Don Juan ne croit guère aux chances de la cause carliste et se contenté de pratiquer, sans dédain mais sans conviction, « les gestes de la foi » On a souvent fixé de ce prince une image défavorable : joueur perdant gros, fantaisiste, noceur, dépourvu d’instinct marital autant que paternel, armé de quelques vieux principes mais démuni de convictions. Le tableau mérite d’être corrigé. En vérité, l’homme est atypique. Passionné de sciences, il a suivi, à Londres, les cours de l’école polytechnique et mené de sérieuses expériences en daguerréotypie puis en photographie. Très inventif, il a mis au point un modèle du bateau en caoutchouc pour la marine préfigurant nos actuels Zodiacs. Sachant se délivrer des préjugés de ses origines, il se rend surtout compte que le carlisme repose sur une doctrine surannée. Ses réflexions personnelles le conduisent de plus en plus vers les conceptions libérales qui ne vont pas tarder à ordonner le développement de l’Europe : la souveraineté nationale, le suffrage universel, l’indépendance de la justice, la liberté d’expression et de culte, l’égalité devant la loi. Dépourvu d’ambition personnelle, détestant les intrigues, il se refuse aussi à faire couler le sang espagnol. Ses idées l’opposent donc à sa femme, qui adhère sans réserve à celles de son beau-frère, le comte de Chambord. Le couple se sépare. Don Juan s’installe en Angleterre, à Brighton, tandis que son épouse et ses deux fils partagent leur temps entre Modène et Venise. Sur le Grand-Canal, les palais Lorédan (celui des Bourbons carlistes), Cavalli (qui appartient à la comtesse de Chambord) et Giustiniani (des Bourbons de Parme) sont à portée de pierre les uns des autres et sont reliés par un télégraphe privé.
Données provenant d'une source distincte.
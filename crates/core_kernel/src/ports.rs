//! Ports and Adapters Infrastructure
//!
//! The lifecycle engine talks to persistence only through port traits. This
//! module holds the pieces every port and adapter shares: the unified
//! [`PortError`], the [`DomainPort`] marker, health checking, and pagination.
//!
//! ```text
//! ┌──────────────────────────────┐
//! │     Lifecycle Orchestrator   │
//! └──────────────┬───────────────┘
//!                ▼
//! ┌──────────────────────────────┐
//! │     LifecycleStore (port)    │
//! └──────┬────────────────┬──────┘
//!        ▼                ▼
//!  PostgreSQL adapter   In-memory adapter
//!     (infra_db)         (tests / demos)
//! ```

use chrono::{DateTime, Utc};
use serde::{Deserialize, Serialize};
use std::fmt;
use thiserror::Error;

/// Error type for port operations
///
/// Adapters translate their native failures into these variants so the
/// orchestrator can react uniformly (e.g. retry on `Conflict`).
#[derive(Debug, Error)]
pub enum PortError {
    /// The requested entity was not found
    #[error("Not found: {entity_type} with id {id}")]
    NotFound { entity_type: String, id: String },

    /// A uniqueness or concurrency conflict with existing data
    #[error("Conflict: {message}")]
    Conflict { message: String },

    /// Connection to the underlying system failed
    #[error("Connection error: {message}")]
    Connection {
        message: String,
        #[source]
        source: Option<Box<dyn std::error::Error + Send + Sync>>,
    },

    /// Stored data could not be mapped to a domain type
    #[error("Transformation error: {message}")]
    Transformation { message: String },

    /// Any other failure
    #[error("Internal error: {message}")]
    Internal {
        message: String,
        #[source]
        source: Option<Box<dyn std::error::Error + Send + Sync>>,
    },
}

impl PortError {
    pub fn not_found(entity_type: impl Into<String>, id: impl fmt::Display) -> Self {
        PortError::NotFound {
            entity_type: entity_type.into(),
            id: id.to_string(),
        }
    }

    pub fn conflict(message: impl Into<String>) -> Self {
        PortError::Conflict {
            message: message.into(),
        }
    }

    pub fn connection(message: impl Into<String>) -> Self {
        PortError::Connection {
            message: message.into(),
            source: None,
        }
    }

    pub fn transformation(message: impl Into<String>) -> Self {
        PortError::Transformation {
            message: message.into(),
        }
    }

    pub fn internal(message: impl Into<String>) -> Self {
        PortError::Internal {
            message: message.into(),
            source: None,
        }
    }

    pub fn is_conflict(&self) -> bool {
        matches!(self, PortError::Conflict { .. })
    }
}

/// Marker trait for all domain ports
pub trait DomainPort: Send + Sync + 'static {}

/// Health status for an adapter
#[derive(Debug, Clone, Copy, PartialEq, Eq, Serialize, Deserialize)]
#[serde(rename_all = "snake_case")]
pub enum AdapterHealth {
    Healthy,
    Degraded,
    Unhealthy,
}

/// Health check result for an adapter
#[derive(Debug, Clone, Serialize, Deserialize)]
pub struct HealthCheckResult {
    pub adapter_id: String,
    pub status: AdapterHealth,
    pub latency_ms: u64,
    pub message: Option<String>,
    pub checked_at: DateTime<Utc>,
}

impl HealthCheckResult {
    pub fn healthy(adapter_id: impl Into<String>, latency_ms: u64) -> Self {
        Self {
            adapter_id: adapter_id.into(),
            status: AdapterHealth::Healthy,
            latency_ms,
            message: None,
            checked_at: Utc::now(),
        }
    }

    pub fn unhealthy(adapter_id: impl Into<String>, latency_ms: u64, message: impl Into<String>) -> Self {
        Self {
            adapter_id: adapter_id.into(),
            status: AdapterHealth::Unhealthy,
            latency_ms,
            message: Some(message.into()),
            checked_at: Utc::now(),
        }
    }

    pub fn is_healthy(&self) -> bool {
        self.status == AdapterHealth::Healthy
    }
}

/// Trait for adapters that support health checks
#[async_trait::async_trait]
pub trait HealthCheckable: Send + Sync {
    async fn health_check(&self) -> HealthCheckResult;
}

/// Limit/offset pagination for list operations
#[derive(Debug, Clone, Copy, PartialEq, Eq, Serialize, Deserialize)]
pub struct Page {
    pub limit: u32,
    pub offset: u32,
}

impl Page {
    pub const DEFAULT_LIMIT: u32 = 20;
    pub const MAX_LIMIT: u32 = 100;

    /// Builds a page from optional request values, clamping the limit
    pub fn new(limit: Option<u32>, offset: Option<u32>) -> Self {
        let limit = limit
            .unwrap_or(Self::DEFAULT_LIMIT)
            .clamp(1, Self::MAX_LIMIT);
        Self {
            limit,
            offset: offset.unwrap_or(0),
        }
    }

    /// Applies the page to an already-ordered in-memory sequence
    pub fn slice<T>(&self, items: Vec<T>) -> Vec<T> {
        items
            .into_iter()
            .skip(self.offset as usize)
            .take(self.limit as usize)
            .collect()
    }
}

impl Default for Page {
    fn default() -> Self {
        Self::new(None, None)
    }
}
Charles, fils de Don Juan, bénéficie ainsi de l’attention appuyée du comte de Chambord. Dans le petit garçon agité, ombrageux, subtil et appliqué, le prince français a tôt fait de pressentir une personnalité d’envergure, taillée dans le bois dont on fait les grands rois. Il surveille son éducation, ses lectures, ses loisirs et ses fréquentations. Il lui apprend à nager dans le Grand-Canal, à se tenir à cheval et l’entretient de l’Histoire et des devoirs qu’elle impose à leur commune dynastie.
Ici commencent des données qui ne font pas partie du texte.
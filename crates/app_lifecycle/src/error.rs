//! Lifecycle error taxonomy
//!
//! Every workflow failure is one of five kinds, each with a fixed meaning for
//! callers:
//!
//! | kind            | meaning                                           |
//! |-----------------|---------------------------------------------------|
//! | `Validation`    | a field is missing, malformed or out of range     |
//! | `NotFound`      | a referenced record does not exist                |
//! | `Authorization` | the caller may not act on the record              |
//! | `Conflict`      | the request clashes with the record's state       |
//! | `Storage`       | the backing store failed; detail is logged only   |
//!
//! Domain errors convert into these through `From`, so workflows use `?`.

use serde::{Deserialize, Serialize};
use std::fmt;
use thiserror::Error;

use core_kernel::{FieldError, PortError, SequenceError, TemporalError, ValidationCode};
use domain_billing::BillingError;
use domain_claims::ClaimError;
use domain_policy::{PolicyError, RenewalError};

/// Machine-readable reason for a conflict
#[derive(Debug, Clone, Copy, PartialEq, Eq, Serialize, Deserialize)]
#[serde(rename_all = "snake_case")]
pub enum ConflictCode {
    AmountMismatch,
    OutsideRenewalWindow,
    DuplicateIdentifier,
    AlreadyProcessed,
    PolicyNotActive,
}

impl ConflictCode {
    pub fn as_str(&self) -> &'static str {
        match self {
            ConflictCode::AmountMismatch => "amount_mismatch",
            ConflictCode::OutsideRenewalWindow => "outside_renewal_window",
            ConflictCode::DuplicateIdentifier => "duplicate_identifier",
            ConflictCode::AlreadyProcessed => "already_processed",
            ConflictCode::PolicyNotActive => "policy_not_active",
        }
    }
}

impl fmt::Display for ConflictCode {
    fn fmt(&self, f: &mut fmt::Formatter<'_>) -> fmt::Result {
        f.write_str(self.as_str())
    }
}

#[derive(Debug, Error)]
pub enum LifecycleError {
    #[error("Validation failed for '{field}': {message}")]
    Validation {
        field: String,
        code: ValidationCode,
        message: String,
    },

    #[error("{entity} not found: {id}")]
    NotFound { entity: String, id: String },

    #[error("Not authorized: {0}")]
    Authorization(String),

    #[error("Conflict ({code}): {message}")]
    Conflict { code: ConflictCode, message: String },

    #[error("Storage error: {0}")]
    Storage(PortError),
}

impl LifecycleError {
    pub fn validation(field: impl Into<String>, code: ValidationCode, message: impl Into<String>) -> Self {
        LifecycleError::Validation {
            field: field.into(),
            code,
            message: message.into(),
        }
    }

    pub fn not_found(entity: impl Into<String>, id: impl fmt::Display) -> Self {
        LifecycleError::NotFound {
            entity: entity.into(),
            id: id.to_string(),
        }
    }

    pub fn unauthorized(message: impl Into<String>) -> Self {
        LifecycleError::Authorization(message.into())
    }

    pub fn conflict(code: ConflictCode, message: impl Into<String>) -> Self {
        LifecycleError::Conflict {
            code,
            message: message.into(),
        }
    }

    /// The conflict code, if this is a conflict
    pub fn conflict_code(&self) -> Option<ConflictCode> {
        match self {
            LifecycleError::Conflict { code, .. } => Some(*code),
            _ => None,
        }
    }

    /// The validation code, if this is a validation failure
    pub fn validation_code(&self) -> Option<ValidationCode> {
        match self {
            LifecycleError::Validation { code, .. } => Some(*code),
            _ => None,
        }
    }

    /// True for a store-level uniqueness collision
    pub(crate) fn is_storage_conflict(&self) -> bool {
        matches!(self, LifecycleError::Storage(err) if err.is_conflict())
    }
}

impl From<FieldError> for LifecycleError {
    fn from(err: FieldError) -> Self {
        LifecycleError::Validation {
            field: err.field,
            code: err.code,
            message: err.message,
        }
    }
}

impl From<PortError> for LifecycleError {
    fn from(err: PortError) -> Self {
        match err {
            PortError::NotFound { entity_type, id } => LifecycleError::NotFound { entity: entity_type, id },
            other => LifecycleError::Storage(other),
        }
    }
}

impl From<TemporalError> for LifecycleError {
    fn from(err: TemporalError) -> Self {
        LifecycleError::validation("date", ValidationCode::InvalidRange, err.to_string())
    }
}

impl From<SequenceError> for LifecycleError {
    fn from(err: SequenceError) -> Self {
        LifecycleError::conflict(ConflictCode::DuplicateIdentifier, err.to_string())
    }
}

impl From<PolicyError> for LifecycleError {
    fn from(err: PolicyError) -> Self {
        match err {
            PolicyError::Validation(field) => field.into(),
            PolicyError::ApplicationNotPending { .. } => {
                LifecycleError::conflict(ConflictCode::AlreadyProcessed, err.to_string())
            }
            PolicyError::KindMismatch { .. } => {
                LifecycleError::validation("kind", ValidationCode::InvalidValue, err.to_string())
            }
            PolicyError::PlanInactive(_) => {
                LifecycleError::validation("plan_id", ValidationCode::InvalidValue, err.to_string())
            }
            PolicyError::InvalidStateTransition { .. } => {
                LifecycleError::validation("status", ValidationCode::InvalidTransition, err.to_string())
            }
            PolicyError::Temporal(temporal) => temporal.into(),
        }
    }
}

impl From<RenewalError> for LifecycleError {
    fn from(err: RenewalError) -> Self {
        match err {
            RenewalError::NotOwner { .. } => LifecycleError::Authorization(err.to_string()),
            RenewalError::OutsideRenewalWindow { .. } => {
                LifecycleError::conflict(ConflictCode::OutsideRenewalWindow, err.to_string())
            }
            RenewalError::Temporal(temporal) => temporal.into(),
        }
    }
}

impl From<ClaimError> for LifecycleError {
    fn from(err: ClaimError) -> Self {
        match err {
            ClaimError::InvalidStatus(_) => {
                LifecycleError::validation("status", ValidationCode::InvalidStatus, err.to_string())
            }
            ClaimError::MissingRequiredField { ref field, .. } => {
                LifecycleError::validation(field.clone(), ValidationCode::Required, err.to_string())
            }
            ClaimError::InvalidTransition { .. } => {
                LifecycleError::validation("status", ValidationCode::InvalidTransition, err.to_string())
            }
            ClaimError::Validation(field) => field.into(),
        }
    }
}

impl From<BillingError> for LifecycleError {
    fn from(err: BillingError) -> Self {
        match err {
            BillingError::AmountMismatch { .. } => {
                LifecycleError::conflict(ConflictCode::AmountMismatch, err.to_string())
            }
            BillingError::Validation(field) => field.into(),
        }
    }
}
Âge de sept ans, Charles est évidemment trop jeune pour servir de chef aux carlistes qui, en mai 1855, lancent une troisième insurrection contre le régime d’Isabelle II, gangrené par l’instabilité gouvernementale, la corruption, les scandales financiers et les exactions anticléricales. Mais la troisième guerre carliste, fruit de l’exaspération plutôt que d’une stratégie mûrie, ne dépasse guère les limites de la Catalogne. Elle dure cependant jusqu’en 1860. Ne voulant pas de Don Juan, les combattants rappellent son frère Carlos-Luis. Hésitant puis se décidant enfin à les rejoindre, il se fait arrêter à peine débarqué. Il quitte l’Espagne en promettant, une deuxième fois, de n’y plus revenir. Il mourra un an plus tard à Tireste sans avoir eu d’enfant. La succession carliste retombe donc encore sur les épaules de Don Juan qui, le 16 février 1861, publie un bref manifeste monarchie divine et absolue. Quelques mois auparavant, il a refusé à Napoléon III de se porter candidat à future couronne du Mexique : c’est l’impératrice Eugénie qui avait pensé à lui. En juillet 1862, las de ce qu’il regarde comme un inutile conflit, il fait sa soumission à Isabelle II. Pendant six ans, on n’entendra quasiment plus parler de lui et le carlisme entre hibernation.